Retirement Income Sources for Singles — Compared
| Income Source | Couple | Single |
|---|---|---|
| Social Security | Up to 2 benefits + survivor benefit | 1 benefit |
| 401(k)/IRA withdrawals | Combined pot | Your contributions only |
| Pension | May have survivor annuity option | Your benefit only |
| Spouse’s income | May work in early retirement | None |
| Inheritance | Potentially from spouse | From other sources |
The bottom line: singles should save at a higher rate than general benchmarks suggest, because they can’t rely on any source outside their own savings and Social Security.

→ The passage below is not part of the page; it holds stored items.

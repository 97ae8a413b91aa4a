// SPDX-License-Identifier: Apache-2.0
// © James Ross Ω FLYING•ROBOTS <https://github.com/flyingrobots>
use crate::geom::Aabb;
use crate::math::Vec3;
use crate::table::TableKey;

/// Edge length of a spatial cell in world units.
pub const CELL_SIZE: f32 = 4.0;

const COORD_BITS: u32 = 21;
const COORD_OFFSET: i64 = 1_048_575;
const COORD_WRAP: i64 = 1 << COORD_BITS;
const NON_ZERO_BIT: u64 = 1 << 63;

/// Packed cell coordinates.
///
/// Layout: x in bits 42..62, y in bits 21..41, z in bits 0..20, each stored
/// as `(cell + 1_048_575) mod 2_097_152`; bit 63 is always set so the key is
/// never the reserved raw value `0`. Cells more than 2^21 apart along an axis
/// alias onto the same key.
#[derive(Clone, Copy, PartialEq, Eq, PartialOrd, Ord, Hash)]
pub struct SpatialCellKey(u64);

impl SpatialCellKey {
    /// Packs integer cell coordinates.
    pub fn from_cell(x: i32, y: i32, z: i32) -> Self {
        Self(NON_ZERO_BIT | (wrap(x) << (2 * COORD_BITS)) | (wrap(y) << COORD_BITS) | wrap(z))
    }

    /// Key of the cell containing `position` (`floor(position / CELL_SIZE)`
    /// per axis).
    pub fn from_position(position: Vec3) -> Self {
        Self::from_cell(
            cell_coord(position.x()),
            cell_coord(position.y()),
            cell_coord(position.z()),
        )
    }

    /// Raw packed value (always non-zero).
    pub const fn raw(self) -> u64 {
        self.0
    }
}

impl core::fmt::Debug for SpatialCellKey {
    fn fmt(&self, f: &mut core::fmt::Formatter<'_>) -> core::fmt::Result {
        write!(f, "SpatialCellKey({:#018x})", self.0)
    }
}

impl TableKey for SpatialCellKey {
    fn to_raw(self) -> u64 {
        self.0
    }
}

#[allow(clippy::cast_sign_loss)]
fn wrap(cell: i32) -> u64 {
    // rem_euclid keeps the result in 0..COORD_WRAP.
    (i64::from(cell) + COORD_OFFSET).rem_euclid(COORD_WRAP) as u64
}

/// Integer cell coordinate of a world-space scalar. NaN maps to cell 0 and
/// out-of-range values saturate.
#[allow(clippy::cast_possible_truncation)]
pub fn cell_coord(value: f32) -> i32 {
    (value / CELL_SIZE).floor() as i32
}

/// Every cell key whose cube intersects `bounds`, walking integer cells from
/// `floor(min / CELL_SIZE)` to `floor(max / CELL_SIZE)` on each axis
/// (x outermost, z innermost).
pub fn cells_overlapping(bounds: &Aabb) -> impl Iterator<Item = SpatialCellKey> {
    let (min, max) = (bounds.min(), bounds.max());
    let xs = cell_coord(min.x())..=cell_coord(max.x());
    let ys = cell_coord(min.y())..=cell_coord(max.y());
    let zs = cell_coord(min.z())..=cell_coord(max.z());
    xs.flat_map(move |x| {
        let zs = zs.clone();
        ys.clone()
            .flat_map(move |y| zs.clone().map(move |z| SpatialCellKey::from_cell(x, y, z)))
    })
}

/// Number of cells [`cells_overlapping`] would visit for `bounds`.
///
/// `None` when a corner is not finite, when an axis spans more than 2^21
/// cells (keys would alias and repeat), or when the product overflows.
pub fn cell_span(bounds: &Aabb) -> Option<usize> {
    let (min, max) = (bounds.min(), bounds.max());
    if !min.is_finite() || !max.is_finite() {
        return None;
    }
    let axis = |lo: f32, hi: f32| {
        let cells = i64::from(cell_coord(hi)) - i64::from(cell_coord(lo)) + 1;
        if cells > COORD_WRAP {
            return None;
        }
        usize::try_from(cells).ok()
    };
    axis(min.x(), max.x())?
        .checked_mul(axis(min.y(), max.y())?)?
        .checked_mul(axis(min.z(), max.z())?)
}
// SPDX-License-Identifier: Apache-2.0
// © James Ross Ω FLYING•ROBOTS <https://github.com/flyingrobots>
//! echo-signal: per-tick signal dispatch for Echo scenes.
//!
//! Simulation code broadcasts lightweight signals during a tick; the owning
//! scene drains them once per fixed step through [`SignalDispatcher::dispatch`].
//! Three addressing modes are supported:
//!
//! - **global**: every registered receiver,
//! - **spatial**: receivers placed in the 4-unit cells touched by a sphere,
//! - **targeted**: exactly one [`Handle`].
//!
//! The building blocks ([`BloomFilter`], [`OpenAddressingHashTable`],
//! [`SpatialIndex`]) are public so scenes can reuse them for their own
//! lookups.
#![forbid(unsafe_code)]
#![deny(missing_docs, rust_2018_idioms, unused_must_use)]
#![deny(
    clippy::all,
    clippy::pedantic,
    clippy::nursery,
    clippy::cargo,
    clippy::unwrap_used,
    clippy::expect_used,
    clippy::panic,
    clippy::todo,
    clippy::unimplemented,
    clippy::dbg_macro,
    clippy::print_stdout,
    clippy::print_stderr
)]
#![allow(
    clippy::must_use_candidate,
    clippy::return_self_not_must_use,
    clippy::unreadable_literal,
    clippy::missing_const_for_fn,
    clippy::suboptimal_flops,
    clippy::redundant_pub_crate,
    clippy::module_name_repetitions,
    clippy::use_self
)]

/// Float32 math primitives (Vec3, Quat).
pub mod math;

/// Probabilistic membership filter.
pub mod bloom;
mod config;
/// Bounding volumes and transforms carried by signals.
pub mod geom;
mod ident;
/// Fixed-slot hash table with multi-value occurrences.
pub mod table;
/// Quantized cell index used for spatial broadcasts.
pub mod spatial;
/// Broadcast queues, receiver registry, and the dispatch pipeline.
pub mod signal;

/// Membership pre-filter.
pub use bloom::BloomFilter;
/// Dispatcher configuration.
pub use config::{ConfigError, DispatcherConfig};
/// Geometry carried by signal payloads.
pub use geom::{Aabb, BoundSphere, Transform};
/// Object handles and signal type identifiers.
pub use ident::{make_signal_type_id, Handle, SignalTypeId};
/// Math primitives.
pub use math::{Quat, Vec3};
/// Signal bus surface.
pub use signal::{
    BroadcastBatch, DeliveryError, DeliveryResult, DispatchReport, PendingCounts, SignalContext,
    SignalDesc, SignalDispatcher, SignalError, SignalReceiver,
};
/// Spatial index surface.
pub use spatial::{Bucket, SpatialCellKey, SpatialIndex, CELL_SIZE};
/// Hash table surface.
pub use table::{OpenAddressingHashTable, TableError, TableKey};
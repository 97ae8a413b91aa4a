// SPDX-License-Identifier: Apache-2.0
// © James Ross Ω FLYING•ROBOTS <https://github.com/flyingrobots>
use crate::math::Vec3;

/// Axis-aligned bounding box in world coordinates; the region walked by a
/// spatial broadcast.
#[derive(Debug, Copy, Clone, PartialEq)]
pub struct Aabb {
    min: Vec3,
    max: Vec3,
}

impl Aabb {
    /// Constructs an AABB from its minimum and maximum corners.
    ///
    /// # Panics
    /// Panics if any component of `min` is greater than its counterpart in
    /// `max`, or either corner holds NaN.
    #[must_use]
    pub fn new(min: Vec3, max: Vec3) -> Self {
        let (a, b) = (min.to_array(), max.to_array());
        assert!(
            a[0] <= b[0] && a[1] <= b[1] && a[2] <= b[2],
            "invalid AABB: min > max"
        );
        Self { min, max }
    }

    /// Minimum corner.
    #[must_use]
    pub fn min(&self) -> Vec3 {
        self.min
    }

    /// Maximum corner.
    #[must_use]
    pub fn max(&self) -> Vec3 {
        self.max
    }

    /// Builds an AABB centered at `center` with half-extents `hx, hy, hz`.
    #[must_use]
    pub fn from_center_half_extents(center: Vec3, hx: f32, hy: f32, hz: f32) -> Self {
        let he = Vec3::new(hx, hy, hz);
        Self::new(center.sub(&he), center.add(&he))
    }
}
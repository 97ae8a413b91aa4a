// SPDX-License-Identifier: Apache-2.0
// © James Ross Ω FLYING•ROBOTS <https://github.com/flyingrobots>
//! Signal bus: producer queues, receiver registry, and dispatch.

mod desc;
mod dispatcher;
mod queue;
mod receiver;
mod registry;

pub use desc::{SignalContext, SignalDesc};
pub use dispatcher::{DispatchReport, SignalDispatcher, SignalError};
pub use queue::{BroadcastBatch, PendingCounts};
pub use receiver::{DeliveryError, DeliveryResult, SignalReceiver};
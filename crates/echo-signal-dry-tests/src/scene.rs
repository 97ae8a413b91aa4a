// SPDX-License-Identifier: Apache-2.0
// © James Ross Ω FLYING•ROBOTS <https://github.com/flyingrobots>
//! Dispatcher builder for tests and benches.

use echo_signal::{ConfigError, DispatcherConfig, Handle, SignalDispatcher, SignalError, Vec3};
use thiserror::Error;

use crate::toy::{DeliveryLog, RecordingToy};

/// Reasons a fixture scene could not be built.
#[derive(Debug, Error)]
pub enum FixtureError {
    /// Toy declared with the reserved handle value.
    #[error("handle 0 is reserved")]
    ZeroHandle,
    /// Dispatcher configuration was rejected.
    #[error(transparent)]
    Config(#[from] ConfigError),
    /// Registration or placement failed.
    #[error(transparent)]
    Signal(#[from] SignalError),
}

/// Collects toys, then registers them (and optionally places them) in a fresh
/// dispatcher.
///
/// ```
/// use echo_signal::Vec3;
/// use echo_signal_dry_tests::SceneBuilder;
///
/// let (bus, log) = SceneBuilder::new()
///     .placed(1, Vec3::ZERO)
///     .unplaced(2, Vec3::new(8.0, 0.0, 0.0))
///     .build()
///     .unwrap();
/// assert_eq!(bus.len(), 2);
/// assert!(log.is_empty());
/// ```
#[derive(Debug, Default)]
pub struct SceneBuilder {
    config: DispatcherConfig,
    toys: Vec<(u64, Vec3, bool)>,
}

impl SceneBuilder {
    /// Starts an empty scene with default configuration.
    pub fn new() -> Self {
        Self::default()
    }

    /// Uses `config` for the dispatcher.
    pub fn config(mut self, config: DispatcherConfig) -> Self {
        self.config = config;
        self
    }

    /// Adds a toy registered and placed at `position`.
    pub fn placed(mut self, raw: u64, position: Vec3) -> Self {
        self.toys.push((raw, position, true));
        self
    }

    /// Adds a toy registered but not placed in space.
    pub fn unplaced(mut self, raw: u64, position: Vec3) -> Self {
        self.toys.push((raw, position, false));
        self
    }

    /// Adds `count` placed toys on a line along +x, `spacing` apart,
    /// with handles `first..first + count`.
    pub fn line(mut self, first: u64, count: u64, spacing: f32) -> Self {
        for i in 0..count {
            #[allow(clippy::cast_precision_loss)]
            let x = i as f32 * spacing;
            self.toys.push((first + i, Vec3::new(x, 0.0, 0.0), true));
        }
        self
    }

    /// Builds the dispatcher and the log every toy writes into.
    pub fn build(self) -> Result<(SignalDispatcher<RecordingToy>, DeliveryLog), FixtureError> {
        let log = DeliveryLog::new();
        let mut bus = SignalDispatcher::with_config(self.config)?;
        for (raw, position, placed) in self.toys {
            let handle = Handle::new(raw).ok_or(FixtureError::ZeroHandle)?;
            bus.register_object(RecordingToy::new(handle, position, &log))?;
            if placed {
                bus.place_in_space(handle)?;
            }
        }
        Ok((bus, log))
    }
}

#[cfg(test)]
#[allow(clippy::unwrap_used)]
mod tests {
    use super::*;
    use echo_signal::SignalReceiver;

    #[test]
    fn line_places_every_toy() {
        let (bus, log) = SceneBuilder::new().line(10, 3, 5.0).build().unwrap();
        assert_eq!(bus.len(), 3);
        assert!(log.is_empty());
        for raw in 10..13 {
            let handle = Handle::new(raw).unwrap();
            let pos = bus.object(handle).unwrap().world_position();
            let key = echo_signal::SpatialCellKey::from_position(pos);
            assert!(bus.space().contains(handle, key));
        }
    }

    #[test]
    fn zero_handle_is_reported() {
        let err = SceneBuilder::new().placed(0, Vec3::ZERO).build().err();
        assert!(matches!(err, Some(FixtureError::ZeroHandle)));
    }
}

The Single Person Retirement Planning Calendar
| Age | Action |
|---|---|
| 25–35 | Open and fund Roth IRA; capture 401(k) match; build emergency fund |
| 35–45 | Increase savings rate to 15–20%; consider HSA; check investment allocation |
| 45–55 | Run a Social Security estimate; consider LTC insurance; increase to 20%+ savings |
| 55–60 | Detailed retirement income projection; max catch-up contributions; finalize LTC decision |
| 60–65 | Model Social Security claiming scenarios; plan healthcare bridge to Medicare |
| 65–70 | Decide Social Security timing; Medicare enrollment; shift to retirement income drawdown |
Bottom Line
Single people can retire comfortably — it requires building a larger savings pool than generic advice targets and being especially thoughtful about Social Security timing and long-term care planning. Start early, contribute consistently, wait as long as possible on Social Security, and plan for healthcare well before you need it.